**PROBLEM REQUIREMENTS:**
How many of the lines below have the word "DomainReport" in them? The answer is that number and nothing more.

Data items
********

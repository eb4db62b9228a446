//! close-guard server
//!
//! Runs the HTTP host under the shutdown coordinator. SIGINT/SIGTERM (or the
//! host closing itself) run the cleanup below under the configured timeout,
//! then the process exits with 0 (clean), 1 (cleanup error) or 2 (timeout).
//!
//! Progress of the shutdown sequence is printed to stdout; logs go to stderr.

use std::path::PathBuf;
use std::time::Duration;

use clap::Parser;
use tokio::net::TcpListener;

use close_guard::config::{load_config, AppConfig};
use close_guard::lifecycle::{BoxError, ShutdownConfig};
use close_guard::observability::logging;
use close_guard::HttpServer;

#[derive(Parser)]
#[command(name = "close-guard")]
#[command(about = "HTTP server with timeout-guarded graceful shutdown", long_about = None)]
struct Cli {
    /// TOML configuration file.
    #[arg(short, long)]
    config: Option<PathBuf>,

    /// Override the listener bind address.
    #[arg(short, long)]
    bind: Option<String>,

    /// Override the shutdown timeout (milliseconds).
    #[arg(long)]
    timeout_ms: Option<f64>,

    /// Do not route the host's own close through the coordinator.
    #[arg(long)]
    strict: bool,

    /// Simulated cleanup duration (milliseconds).
    #[arg(long, default_value_t = 5)]
    cleanup_ms: u64,

    /// Make the simulated cleanup fail.
    #[arg(long)]
    fail_cleanup: bool,
}

#[tokio::main]
async fn main() -> Result<(), Box<dyn std::error::Error>> {
    let cli = Cli::parse();

    let mut config = match &cli.config {
        Some(path) => load_config(path)?,
        None => AppConfig::default(),
    };
    if let Some(bind) = cli.bind {
        config.listener.bind_address = bind;
    }
    if let Some(timeout_ms) = cli.timeout_ms {
        config.shutdown.timeout_ms = timeout_ms;
    }
    config.shutdown.strict |= cli.strict;

    logging::init(&config.observability.log_level);
    tracing::info!("close-guard v0.1.0 starting");

    let listener = TcpListener::bind(&config.listener.bind_address).await?;
    let local_addr = listener.local_addr()?;

    let server = HttpServer::new(&config.listener);
    let host = server.handle();

    let cleanup_host = host.clone();
    let cleanup = Duration::from_millis(cli.cleanup_ms);
    let fail_cleanup = cli.fail_cleanup;

    let shutdown = ShutdownConfig::builder()
        .options(&config.shutdown)
        .on_signal(|signal| println!("Received Signal: {signal}"))
        .on_close_async(move || {
            let host = cleanup_host.clone();
            async move {
                println!("Closing");
                host.close().await;
                tokio::time::sleep(cleanup).await;
                if fail_cleanup {
                    return Err::<(), BoxError>("simulated cleanup failure".into());
                }
                println!("Closed");
                Ok(())
            }
        })
        .on_timeout(|| println!("Timed out"))
        .on_error(|err| println!("Close error: {err}"));

    close_guard::install(&host, shutdown)?;
    println!("listening on {local_addr}");

    server.run(listener).await?;

    // The coordinator owns the process exit from here on.
    std::future::pending::<()>().await;
    Ok(())
}
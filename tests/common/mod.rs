//! Shared utilities for integration tests.

use std::io::{BufRead, BufReader, Read};
use std::process::{Child, ChildStdout, Command, Stdio};

/// A running `close-guard` binary with its stdout captured.
pub struct ServerProcess {
    pub child: Child,
    stdout: BufReader<ChildStdout>,
    pub output: String,
}

impl ServerProcess {
    /// Spawn the binary and wait until it reports it is listening.
    pub fn start(args: &[&str]) -> Self {
        let mut child = Command::new(env!("CARGO_BIN_EXE_close-guard"))
            .args(["--bind", "127.0.0.1:0"])
            .args(args)
            .env("RUST_LOG", "off")
            .stdout(Stdio::piped())
            .stderr(Stdio::null())
            .spawn()
            .expect("failed to spawn close-guard");

        let mut stdout = BufReader::new(child.stdout.take().unwrap());
        let mut output = String::new();
        loop {
            let mut line = String::new();
            let n = stdout.read_line(&mut line).unwrap();
            assert!(n > 0, "server exited before listening; output: {output}");
            output.push_str(&line);
            if line.starts_with("listening on") {
                break;
            }
        }

        Self { child, stdout, output }
    }

    pub fn pid(&self) -> i32 {
        self.child.id() as i32
    }

    /// Wait for exit; returns all stdout and the exit code.
    pub fn wait(mut self) -> (String, Option<i32>) {
        self.stdout.read_to_string(&mut self.output).unwrap();
        let status = self.child.wait().unwrap();
        (self.output, status.code())
    }
}
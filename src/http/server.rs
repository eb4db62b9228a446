//! HTTP host application.
//!
//! # Responsibilities
//! - Create the Axum router and wire up middleware (tracing, timeout)
//! - Serve on a listener until closed
//! - Expose the close lifecycle: pre-close hooks, graceful stop, close hooks

use std::sync::atomic::{AtomicBool, Ordering};
use std::sync::{Arc, Mutex};
use std::time::Duration;

use axum::{
    extract::State, http::StatusCode, response::IntoResponse, routing::get, Json, Router,
};
use serde_json::json;
use tokio::net::TcpListener;
use tokio::sync::watch;
use tower_http::{timeout::TimeoutLayer, trace::TraceLayer};

use crate::config::ListenerConfig;
use crate::lifecycle::shim::{CloseHooks, HostHook};

/// HTTP server hosting the application.
pub struct HttpServer {
    router: Router,
    handle: HostHandle,
}

impl HttpServer {
    /// Create a new HTTP server with the given listener configuration.
    pub fn new(config: &ListenerConfig) -> Self {
        let handle = HostHandle::new();
        let router = Self::build_router(config, handle.clone());
        Self { router, handle }
    }

    fn build_router(config: &ListenerConfig, handle: HostHandle) -> Router {
        Router::new()
            .route("/", get(root_handler))
            .route("/health", get(health_handler))
            .with_state(handle)
            .layer(request_timeout(Duration::from_secs(config.request_timeout_secs)))
            .layer(TraceLayer::new_for_http())
    }

    /// Handle for closing the server and registering close hooks.
    pub fn handle(&self) -> HostHandle {
        self.handle.clone()
    }

    /// Run the server until [`HostHandle::close`] stops it.
    pub async fn run(self, listener: TcpListener) -> Result<(), std::io::Error> {
        let addr = listener.local_addr()?;
        tracing::info!(address = %addr, "HTTP server starting");

        let inner = &self.handle.inner;
        let mut stop = inner.stop.subscribe();
        inner.running.send_replace(true);

        let result = axum::serve(listener, self.router)
            .with_graceful_shutdown(async move {
                let _ = stop.wait_for(|stop| *stop).await;
            })
            .await;

        inner.running.send_replace(false);
        tracing::info!("HTTP server stopped");
        result
    }
}

struct HostInner {
    closing: AtomicBool,
    stop: watch::Sender<bool>,
    running: watch::Sender<bool>,
    pre_close: Mutex<Vec<HostHook>>,
    on_close: Mutex<Vec<HostHook>>,
}

/// Cloneable handle to the host's close lifecycle.
#[derive(Clone)]
pub struct HostHandle {
    inner: Arc<HostInner>,
}

impl HostHandle {
    fn new() -> Self {
        Self {
            inner: Arc::new(HostInner {
                closing: AtomicBool::new(false),
                stop: watch::Sender::new(false),
                running: watch::Sender::new(false),
                pre_close: Mutex::new(Vec::new()),
                on_close: Mutex::new(Vec::new()),
            }),
        }
    }

    pub fn is_closing(&self) -> bool {
        self.inner.closing.load(Ordering::Acquire)
    }

    /// Close the host: run pre-close hooks, stop serving, run close hooks.
    ///
    /// Only the first call does anything; later calls return immediately.
    pub async fn close(&self) {
        if self.inner.closing.swap(true, Ordering::AcqRel) {
            tracing::debug!("Host already closing");
            return;
        }
        tracing::info!("Host closing");

        for hook in snapshot(&self.inner.pre_close) {
            hook().await;
        }

        self.inner.stop.send_replace(true);
        let mut running = self.inner.running.subscribe();
        let _ = running.wait_for(|running| !*running).await;

        for hook in snapshot(&self.inner.on_close) {
            hook().await;
        }
        tracing::info!("Host closed");
    }
}

impl CloseHooks for HostHandle {
    fn add_pre_close_hook(&self, hook: HostHook) {
        lock(&self.inner.pre_close).push(hook);
    }

    fn add_close_hook(&self, hook: HostHook) {
        lock(&self.inner.on_close).push(hook);
    }
}

fn lock(hooks: &Mutex<Vec<HostHook>>) -> std::sync::MutexGuard<'_, Vec<HostHook>> {
    hooks.lock().unwrap_or_else(|poisoned| poisoned.into_inner())
}

// Hooks may register further hooks; never hold the lock across an await.
fn snapshot(hooks: &Mutex<Vec<HostHook>>) -> Vec<HostHook> {
    lock(hooks).clone()
}

/// Requests running longer than `timeout` are answered with 408.
fn request_timeout(timeout: Duration) -> TimeoutLayer {
    TimeoutLayer::with_status_code(StatusCode::REQUEST_TIMEOUT, timeout)
}

async fn root_handler() -> &'static str {
    "ok"
}

async fn health_handler(State(handle): State<HostHandle>) -> impl IntoResponse {
    let status = if handle.is_closing() { "closing" } else { "ok" };
    Json(json!({ "status": status }))
}
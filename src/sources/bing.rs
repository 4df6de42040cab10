// src/sources/bing.rs
use crate::session::Session;
use crate::sources::{Source, SourceId};
use crate::types::ScoutError;
use crate::utils::extract_subdomains_from_text;
use async_trait::async_trait;
use log::debug;
use std::collections::HashSet;

const RESULTS_PER_PAGE: usize = 10;

/// Bing web search scraping with a `domain:` operator
#[derive(Debug, Clone)]
pub struct BingSource {
    base_url: String,
    max_pages: usize,
}

impl Default for BingSource {
    fn default() -> Self {
        Self::new()
    }
}

impl BingSource {
    pub fn new() -> Self {
        Self {
            base_url: "https://www.bing.com".to_string(),
            max_pages: 5,
        }
    }

    pub fn with_base_url(mut self, base_url: impl Into<String>) -> Self {
        self.base_url = base_url.into();
        self
    }

    pub fn with_max_pages(mut self, max_pages: usize) -> Self {
        self.max_pages = max_pages;
        self
    }
}

#[async_trait]
impl Source for BingSource {
    fn id(&self) -> SourceId {
        SourceId::Bing
    }

    async fn enumerate(&self, domain: &str, session: &Session) -> Result<Vec<String>, ScoutError> {
        let mut seen = HashSet::new();
        let mut results = Vec::new();
        let mut query = format!("domain:{}", domain);

        for page in 0..self.max_pages {
            let url = format!(
                "{}/search?q={}&first={}",
                self.base_url,
                urlencoding::encode(&query),
                page * RESULTS_PER_PAGE + 1
            );
            let html = session.get_text(self.id(), &url).await?;

            let found = extract_subdomains_from_text(&html, domain)?;
            let new: Vec<String> = found.into_iter().filter(|s| seen.insert(s.clone())).collect();
            if new.is_empty() {
                debug!("[{}] page {} added nothing, stopping", self.id(), page);
                break;
            }

            // Exclude what is already known so later pages surface new hosts.
            for name in &new {
                if let Some(label) = name.strip_suffix(&format!(".{}", domain)) {
                    query.push_str(&format!(" -domain:{}.{}", label, domain));
                }
            }
            results.extend(new);
        }

        results.sort();
        Ok(results)
    }
}
impl RecursionController {
    pub fn new(engine: DiscoveryEngine, config: &Config) -> Self {
        Self {
            engine,
            recursion_concurrency: config.recursion_concurrency.max(1),
            progress: None,
        }
    }

    pub fn with_progress(mut self, progress: ProgressBar) -> Self {
        self.progress = Some(progress);
        self
    }

    /// Enumerates every root and hands each finished report to `sink`, then the aggregate.
    ///
    /// Failures of a single root or of the sink are logged and never abort the run.
    pub async fn run(
        &self,
        roots: &[String],
        options: &RunOptions,
        processed: &ProcessedSet,
        sink: &dyn OutputSink,
    ) -> RunReport {
        let start = Instant::now();
        let deadline = options.max_time.map(|max_time| start + max_time);

        // Roots are claimed up front so duplicates in the list run once.
        let mut queue = Vec::new();
        for root in roots {
            let Some(root) = normalize(strip_wildcard_prefix(root)) else {
                continue;
            };
            if processed.mark(&root) {
                queue.push(root);
            } else {
                info!("{} already enumerated in this run, skipping", root);
            }
        }

        let listed: BTreeSet<String> = queue.iter().cloned().collect();
        let cache = DiscoveryCache::default();

        if let Some(progress) = &self.progress {
            progress.set_length(queue.len() as u64);
        }

        let mut run = RunReport::default();
        for root in queue {
            if let Some(progress) = &self.progress {
                progress.set_message(root.clone());
            }

            let pass = RootPass {
                options,
                processed,
                listed: &listed,
                cache: &cache,
                deadline,
            };
            match self.enumerate_root(&root, &pass).await {
                Ok(report) => {
                    info!(
                        "Completed enumeration for {}: found {} unique subdomains",
                        root, report.stats.unique_subdomains
                    );
                    if let Err(e) = sink.write_domain(&report).await {
                        error!("Failed to write results for {}: {}", root, e);
                    }
                    run.reports.push(report);
                }
                Err(e) => {
                    error!("Failed to enumerate {}: {}", root, e);
                    run.failed_roots.push(RootFailure {
                        domain: root.clone(),
                        message: e.to_string(),
                    });
                }
            }

            if let Some(progress) = &self.progress {
                progress.inc(1);
            }
        }

        if let Err(e) = sink.write_aggregate(&run.reports).await {
            error!("Failed to write aggregate results: {}", e);
        }

        run.duration = start.elapsed();
        run
    }

    /// Runs `request` at most once per run; later callers get the stored outcome.
    async fn discover_once(
        &self,
        request: &EnumerationRequest,
        cache: &DiscoveryCache,
        deadline: Option<Instant>,
    ) -> CachedDiscovery {
        let slot = cache.slot(&request.root_domain);
        let outcome = slot
            .get_or_init(|| async {
                self.engine
                    .discover(request, deadline)
                    .await
                    .map(Arc::new)
                    .map_err(Arc::new)
            })
            .await
            .clone();
        outcome
    }

    async fn enumerate_root(&self, root: &str, pass: &RootPass<'_>) -> Result<DomainReport, Arc<ScoutError>> {
        let start = Instant::now();
        let options = pass.options;
        let request = EnumerationRequest::new(root, options.sources.clone())
            .recursive(options.recursive)
            .confirm_live(options.confirm_live);

        let base = self.discover_once(&request, pass.cache, pass.deadline).await?;
        let mut merged = Merged::new(&base);

        if request.recursive {
            // A name claimed elsewhere in this run is still merged, from the cache.
            let targets: Vec<String> = base
                .hostnames()
                .filter(|name| processed_or_shared(name, pass))
                .map(str::to_string)
                .collect();
            info!("Recursing into {} names found under {}", targets.len(), root);

            // One level only: these requests are not recursive themselves.
            let cache = pass.cache;
            let deadline = pass.deadline;
            let mut passes = stream::iter(targets)
                .map(move |target| async move {
                    let request = EnumerationRequest::new(target, options.sources.clone())
                        .confirm_live(options.confirm_live);
                    let outcome = self.discover_once(&request, cache, deadline).await;
                    (request.root_domain, outcome)
                })
                .buffer_unordered(self.recursion_concurrency);

            while let Some((target, outcome)) = passes.next().await {
                match outcome {
                    Ok(discovery) => merged.absorb(&discovery),
                    Err(e) => warn!("Recursive enumeration of {} failed: {}", target, e),
                }
            }
        }

        let results: Vec<ValidatedResult> = merged.results.into_values().collect();
        let stats = EnumerationStats {
            total_found: merged.total_found,
            unique_subdomains: results.len(),
            resolved_count: results.iter().filter(|r| r.resolved()).count(),
            sources_used: base.sources_used.iter().map(|s| s.to_string()).collect(),
            source_errors: merged.source_errors,
            duration: start.elapsed(),
        };

        Ok(DomainReport {
            domain: root.to_string(),
            results,
            stats,
            timestamp: chrono::Utc::now().to_rfc3339(),
        })
    }
}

********

**EXERCISE ANSWER:**
2